Felizmente, a população de Manaus reagiu politicamente. Na sexta-feira, uma passeata desceu a av. Eduardo Ribeiro cantando músicas afro-sacras. Os manifestantes entraram na Catedral, onde foram recebidos com respeito e carinho pelo padre Luis Gonzaga, representando o bispo, dom Luis, que tem sensibilidade ecumênica. Depois, cercaram a Câmara Municipal e promoveram um descarrego, explodindo uma pequena porção de pólvora para expulsar os maus espíritos. Despejaram sal grosso e lavaram a entrada do local.

Se isso não der certo, já encomendei um despacho bem pai d’égua, com urubu e farofa de farinha do Uarini. A repórter Ariranha me mandou fotos de cada anta, e como na música do Zeca Pagodinho, vou botar esses retratos num prato com pimenta, raspa de chifre de bode, pedaço de rabo de jumenta, asa de morcego, sexo do boto e da bota, emprestado pela minha amiga Charufe, e pó de chulé de anta.Dessa forma, nas próximas eleições, despachamos essas antas boçais, que não nos representam, para o balatal.

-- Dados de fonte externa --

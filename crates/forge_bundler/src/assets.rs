//! Placeholder modules for binary asset imports.
//!
//! Generated projects reference images and fonts that never exist in the
//! virtual filesystem. Such imports resolve to a tiny inline data URI so the
//! module graph still links.

use crate::path::extension;

/// Gray square used in place of any `.svg` import.
pub const SVG_PLACEHOLDER: &str = "data:image/svg+xml,%3Csvg%20xmlns%3D%27http%3A%2F%2Fwww.w3.org%2F2000%2Fsvg%27%20width%3D%27100%27%20height%3D%27100%27%3E%3Crect%20width%3D%27100%27%20height%3D%27100%27%20fill%3D%27%23e5e7eb%27%2F%3E%3C%2Fsvg%3E";

/// 1x1 transparent GIF used in place of raster images.
pub const RASTER_PLACEHOLDER: &str =
    "data:image/gif;base64,R0lGODlhAQABAIAAAAAAAP///yH5BAEAAAAALAAAAAABAAEAAAIBRAA7";

const RASTER_EXTENSIONS: [&str; 8] = ["png", "jpg", "jpeg", "gif", "webp", "avif", "bmp", "ico"];

const OTHER_ASSET_EXTENSIONS: [&str; 9] = [
    "woff", "woff2", "ttf", "otf", "eot", "mp4", "webm", "mp3", "wav",
];

/// Whether a specifier points at a known binary asset.
pub fn is_asset(specifier: &str) -> bool {
    let bare = specifier.split(['?', '#']).next().unwrap_or(specifier);
    match extension(bare) {
        Some(ext) => {
            ext == "svg"
                || RASTER_EXTENSIONS.contains(&ext.as_str())
                || OTHER_ASSET_EXTENSIONS.contains(&ext.as_str())
        }
        None => false,
    }
}

/// Data URI substituted for an asset specifier.
pub fn placeholder_uri(specifier: &str) -> &'static str {
    let bare = specifier.split(['?', '#']).next().unwrap_or(specifier);
    match extension(bare).as_deref() {
        Some("svg") => SVG_PLACEHOLDER,
        Some(ext) if RASTER_EXTENSIONS.contains(&ext) => RASTER_PLACEHOLDER,
        _ => "",
    }
}

/// Module source exporting the placeholder as its default export.
pub fn placeholder_module(specifier: &str) -> String {
    let uri = serde_json::Value::String(placeholder_uri(specifier).to_string());
    format!("export default {uri};\n")
}

#[cfg(test)]
mod tests {
    use super::*;

    #[test]
    fn test_is_asset() {
        assert!(is_asset("./logo.svg"));
        assert!(is_asset("@/assets/hero.PNG"));
        assert!(is_asset("./font.woff2?v=3"));
        assert!(!is_asset("./Button"));
        assert!(!is_asset("./styles.css"));
    }

    #[test]
    fn test_placeholder_by_kind() {
        assert_eq!(placeholder_uri("logo.svg"), SVG_PLACEHOLDER);
        assert_eq!(placeholder_uri("photo.jpeg"), RASTER_PLACEHOLDER);
        assert_eq!(placeholder_uri("font.ttf"), "");
        assert!(placeholder_module("a.png").starts_with("export default \"data:image/gif"));
        assert_eq!(placeholder_module("a.mp3"), "export default \"\";\n");
    }
}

O que jamais perdoarei a essas antas encapirotadas é de terem me obrigado a fazer o que vou fazer agorinha: elogiar Paulo De Carli (PDT), Fabrício Lima (PSDB) e Braz Silva (PFL). Os três, somados com o PT e o PC do B, formaram a bancada da macumba e defenderam o “Parque dos Orixás”, com argumentos inteligentes. Sem qualquer ironia, digo que estou orgulhoso da atuação, nesse caso, do Di Carlinho, do Fabrício e do Braz.  Prometo que se o Di Carlinho fizer uma corrupçãozinha, bem pequena – espero que não faça – vou fingir que não vi, só por causa de sua defesa da liberdade religiosa.

P.S. – Participei no inicio da semana, em Soure, da III Jornada Cultural da Ilha do Marajó organizada pela Pajé Zeneida Lima. Agora, estou em São Paulo, com outros pesquisadores, no seminário de preparação para uma ópera multimídia sobre a Amazônia. Queria escrever sobre os dois eventos. Ou então sobre o preconceito de outra anta, Edmilton Neves, que em polêmica com Welton Oda, em A Crítica, esculhambou os paraenses, argumentando: “Sou um amazonense puro (quá,quá quá).Defendo meu Estado com unhas e dentes”. Que tal tentar defender também com a cabeça, Edmilton Antinha?